» INFORMATION SHOWN
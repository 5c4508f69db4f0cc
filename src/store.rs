use std::collections::HashMap;
use std::fs;
use std::path::{Path, PathBuf};
use std::time::{SystemTime, UNIX_EPOCH};

use chrono::{SecondsFormat, Utc};
use serde::{Deserialize, Serialize};
use thiserror::Error;
use tracing::warn;

use crate::constants::GAME_TTL_MS;
use crate::types::{GameState, LeaderboardRecord, LeaderboardResponse};

#[derive(Debug, Error)]
pub enum StoreError {
    #[error("store io failure: {0}")]
    Io(#[from] std::io::Error),
    #[error("store serialization failure: {0}")]
    Serialize(#[from] serde_json::Error),
}

pub fn now_iso() -> String {
    Utc::now().to_rfc3339_opts(SecondsFormat::Millis, true)
}

fn now_ms() -> u64 {
    SystemTime::now()
        .duration_since(UNIX_EPOCH)
        .unwrap_or_default()
        .as_millis() as u64
}

#[derive(Clone, Debug, Serialize, Deserialize)]
struct StoredGame {
    state: GameState,
    #[serde(rename = "updatedAtMs", alias = "updated_at_ms")]
    updated_at_ms: u64,
}

#[derive(Serialize)]
struct GameStoreFile<'a> {
    version: u8,
    games: &'a HashMap<String, StoredGame>,
}

#[derive(Deserialize)]
struct GameStoreFileRaw {
    version: u8,
    games: HashMap<String, serde_json::Value>,
}

/// Checkpoint store: one document per game, keyed by id, kept in a single
/// JSON file under the data dir. Entries expire seven days after their last
/// checkpoint, standing in for a TTL index.
pub struct GameStore {
    file_path: PathBuf,
    games: HashMap<String, StoredGame>,
}

impl GameStore {
    pub fn new(data_dir: &Path) -> Self {
        let file_path = data_dir.join("games.json");
        let mut store = Self {
            games: load_games(&file_path),
            file_path,
        };
        store.prune(now_ms());
        store
    }

    pub fn save(&mut self, state: &GameState) -> Result<(), StoreError> {
        let now = now_ms();
        self.games.insert(
            state.id.clone(),
            StoredGame {
                state: state.clone(),
                updated_at_ms: now,
            },
        );
        self.prune(now);
        self.write()
    }

    pub fn load(&self, id: &str) -> Option<GameState> {
        let stored = self.games.get(id)?;
        if now_ms().saturating_sub(stored.updated_at_ms) > GAME_TTL_MS {
            return None;
        }
        Some(stored.state.clone())
    }

    fn prune(&mut self, now: u64) {
        self.games
            .retain(|_, stored| now.saturating_sub(stored.updated_at_ms) <= GAME_TTL_MS);
    }

    fn write(&self) -> Result<(), StoreError> {
        if let Some(parent) = self.file_path.parent() {
            fs::create_dir_all(parent)?;
        }
        let payload = GameStoreFile {
            version: 1,
            games: &self.games,
        };
        fs::write(&self.file_path, serde_json::to_string(&payload)?)?;
        Ok(())
    }
}

fn load_games(path: &Path) -> HashMap<String, StoredGame> {
    let text = match fs::read_to_string(path) {
        Ok(value) => value,
        Err(error) => {
            if error.kind() != std::io::ErrorKind::NotFound {
                warn!(path = %path.display(), %error, "failed to read game store");
            }
            return HashMap::new();
        }
    };
    let parsed: GameStoreFileRaw = match serde_json::from_str(&text) {
        Ok(value) => value,
        Err(error) => {
            warn!(path = %path.display(), %error, "failed to parse game store");
            return HashMap::new();
        }
    };
    if parsed.version != 1 {
        warn!(
            path = %path.display(),
            version = parsed.version,
            "unsupported game store version"
        );
        return HashMap::new();
    }

    let mut games = HashMap::new();
    for (id, raw) in parsed.games {
        match serde_json::from_value::<StoredGame>(raw) {
            Ok(stored) => {
                games.insert(id, stored);
            }
            Err(error) => {
                warn!(game_id = %id, %error, "skipping unreadable game document");
            }
        }
    }
    games
}

#[derive(Serialize)]
struct LeaderboardFile<'a> {
    version: u8,
    entries: &'a Vec<LeaderboardRecord>,
}

#[derive(Deserialize)]
struct LeaderboardFileRaw {
    version: u8,
    entries: Vec<serde_json::Value>,
}

/// Terminal-game records, one per finished run, served sorted by score.
pub struct LeaderboardStore {
    file_path: PathBuf,
    entries: Vec<LeaderboardRecord>,
}

impl LeaderboardStore {
    pub fn new(data_dir: &Path) -> Self {
        let file_path = data_dir.join("leaderboard.json");
        Self {
            entries: load_leaderboard(&file_path),
            file_path,
        }
    }

    pub fn insert(&mut self, record: LeaderboardRecord) -> Result<(), StoreError> {
        self.entries.push(record);
        self.write()
    }

    pub fn build_response(&self, requested_limit: Option<usize>) -> LeaderboardResponse {
        let limit = requested_limit.unwrap_or(10).clamp(1, 100);
        let mut entries = self.entries.clone();
        entries.sort_by(|a, b| {
            b.score
                .cmp(&a.score)
                .then_with(|| b.floor.cmp(&a.floor))
                .then_with(|| a.player_name.to_lowercase().cmp(&b.player_name.to_lowercase()))
        });
        entries.truncate(limit);
        LeaderboardResponse {
            generated_at: now_iso(),
            entries,
        }
    }

    fn write(&self) -> Result<(), StoreError> {
        if let Some(parent) = self.file_path.parent() {
            fs::create_dir_all(parent)?;
        }
        let payload = LeaderboardFile {
            version: 1,
            entries: &self.entries,
        };
        fs::write(&self.file_path, serde_json::to_string(&payload)?)?;
        Ok(())
    }
}

fn load_leaderboard(path: &Path) -> Vec<LeaderboardRecord> {
    let text = match fs::read_to_string(path) {
        Ok(value) => value,
        Err(error) => {
            if error.kind() != std::io::ErrorKind::NotFound {
                warn!(path = %path.display(), %error, "failed to read leaderboard");
            }
            return Vec::new();
        }
    };
    let parsed: LeaderboardFileRaw = match serde_json::from_str::<LeaderboardFileRaw>(&text) {
        Ok(value) if value.version == 1 => value,
        Ok(value) => {
            warn!(path = %path.display(), version = value.version, "unsupported leaderboard version");
            return Vec::new();
        }
        Err(error) => {
            warn!(path = %path.display(), %error, "failed to parse leaderboard");
            return Vec::new();
        }
    };

    let mut entries = Vec::new();
    for raw in parsed.entries {
        match serde_json::from_value::<LeaderboardRecord>(raw) {
            Ok(entry) => entries.push(entry),
            Err(error) => {
                warn!(%error, "skipping unreadable leaderboard entry");
            }
        }
    }
    entries
}

#[cfg(test)]
mod tests {
    use super::*;
    use crate::types::{CharacterKind, DungeonMap, GameStatus, Player};

    fn temp_dir(name: &str) -> PathBuf {
        std::env::temp_dir().join(format!(
            "{}-{}-{}",
            name,
            std::process::id(),
            now_ms().saturating_add(rand::random::<u32>() as u64)
        ))
    }

    fn make_state(id: &str, score: i32) -> GameState {
        GameState {
            id: id.to_string(),
            player_name: "Alice".to_string(),
            floor: 2,
            status: GameStatus::Active,
            score,
            player: Player::new(CharacterKind::Dwarf, 3, 3),
            map: DungeonMap::filled_with_walls(),
            fog: GameState::blank_fog(),
            enemies: Vec::new(),
            items: Vec::new(),
        }
    }

    fn make_record(name: &str, score: i32, floor: i32) -> LeaderboardRecord {
        LeaderboardRecord {
            id: format!("game_{name}_{score}"),
            player_name: name.to_string(),
            score,
            floor,
            killed_by: None,
            killed_by_type: None,
            killed_by_variant: None,
            created_at: now_iso(),
        }
    }

    #[test]
    fn game_store_round_trips_state() {
        let dir = temp_dir("game-store-roundtrip");
        let mut store = GameStore::new(&dir);
        store.save(&make_state("game_1", 250)).expect("save");

        // Fresh instance reads back from disk.
        let reopened = GameStore::new(&dir);
        let loaded = reopened.load("game_1").expect("state exists");
        assert_eq!(loaded.score, 250);
        assert_eq!(loaded.floor, 2);
        assert!(reopened.load("game_2").is_none());

        let _ = fs::remove_dir_all(&dir);
    }

    #[test]
    fn game_store_overwrites_by_id() {
        let dir = temp_dir("game-store-upsert");
        let mut store = GameStore::new(&dir);
        store.save(&make_state("game_1", 100)).expect("save");
        store.save(&make_state("game_1", 400)).expect("save");
        assert_eq!(store.load("game_1").expect("state").score, 400);

        let _ = fs::remove_dir_all(&dir);
    }

    #[test]
    fn game_store_ignores_corrupt_documents() {
        let dir = temp_dir("game-store-corrupt");
        fs::create_dir_all(&dir).expect("create dir");
        let raw = r#"{
  "version": 1,
  "games": {
    "broken": {"state": 42, "updatedAtMs": 1},
    "unparsed": "nope"
  }
}"#;
        fs::write(dir.join("games.json"), raw).expect("write file");

        let store = GameStore::new(&dir);
        assert!(store.load("broken").is_none());
        assert!(store.load("unparsed").is_none());

        let _ = fs::remove_dir_all(&dir);
    }

    #[test]
    fn leaderboard_sorts_by_score_descending() {
        let dir = temp_dir("leaderboard-sort");
        let mut store = LeaderboardStore::new(&dir);
        store.insert(make_record("Alice", 300, 4)).expect("insert");
        store.insert(make_record("Bob", 900, 9)).expect("insert");
        store.insert(make_record("Cleo", 500, 6)).expect("insert");

        let response = store.build_response(None);
        let names: Vec<_> = response
            .entries
            .iter()
            .map(|entry| entry.player_name.as_str())
            .collect();
        assert_eq!(names, vec!["Bob", "Cleo", "Alice"]);

        let _ = fs::remove_dir_all(&dir);
    }

    #[test]
    fn leaderboard_limit_is_clamped() {
        let dir = temp_dir("leaderboard-limit");
        let mut store = LeaderboardStore::new(&dir);
        for index in 0..5 {
            store
                .insert(make_record(&format!("P{index}"), index * 10, 1))
                .expect("insert");
        }
        assert_eq!(store.build_response(Some(2)).entries.len(), 2);
        assert_eq!(store.build_response(Some(0)).entries.len(), 1);
        assert_eq!(store.build_response(Some(999)).entries.len(), 5);

        let _ = fs::remove_dir_all(&dir);
    }

    #[test]
    fn leaderboard_survives_reopen() {
        let dir = temp_dir("leaderboard-reopen");
        {
            let mut store = LeaderboardStore::new(&dir);
            store.insert(make_record("Alice", 777, 12)).expect("insert");
        }
        let reopened = LeaderboardStore::new(&dir);
        let response = reopened.build_response(None);
        assert_eq!(response.entries.len(), 1);
        assert_eq!(response.entries[0].score, 777);

        let _ = fs::remove_dir_all(&dir);
    }
}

» PROBLEM DETAILS
In the data above, count the lines where the word "LeaderboardFileRaw" appears; reply with the number only.

» YOUR RESPONSE
2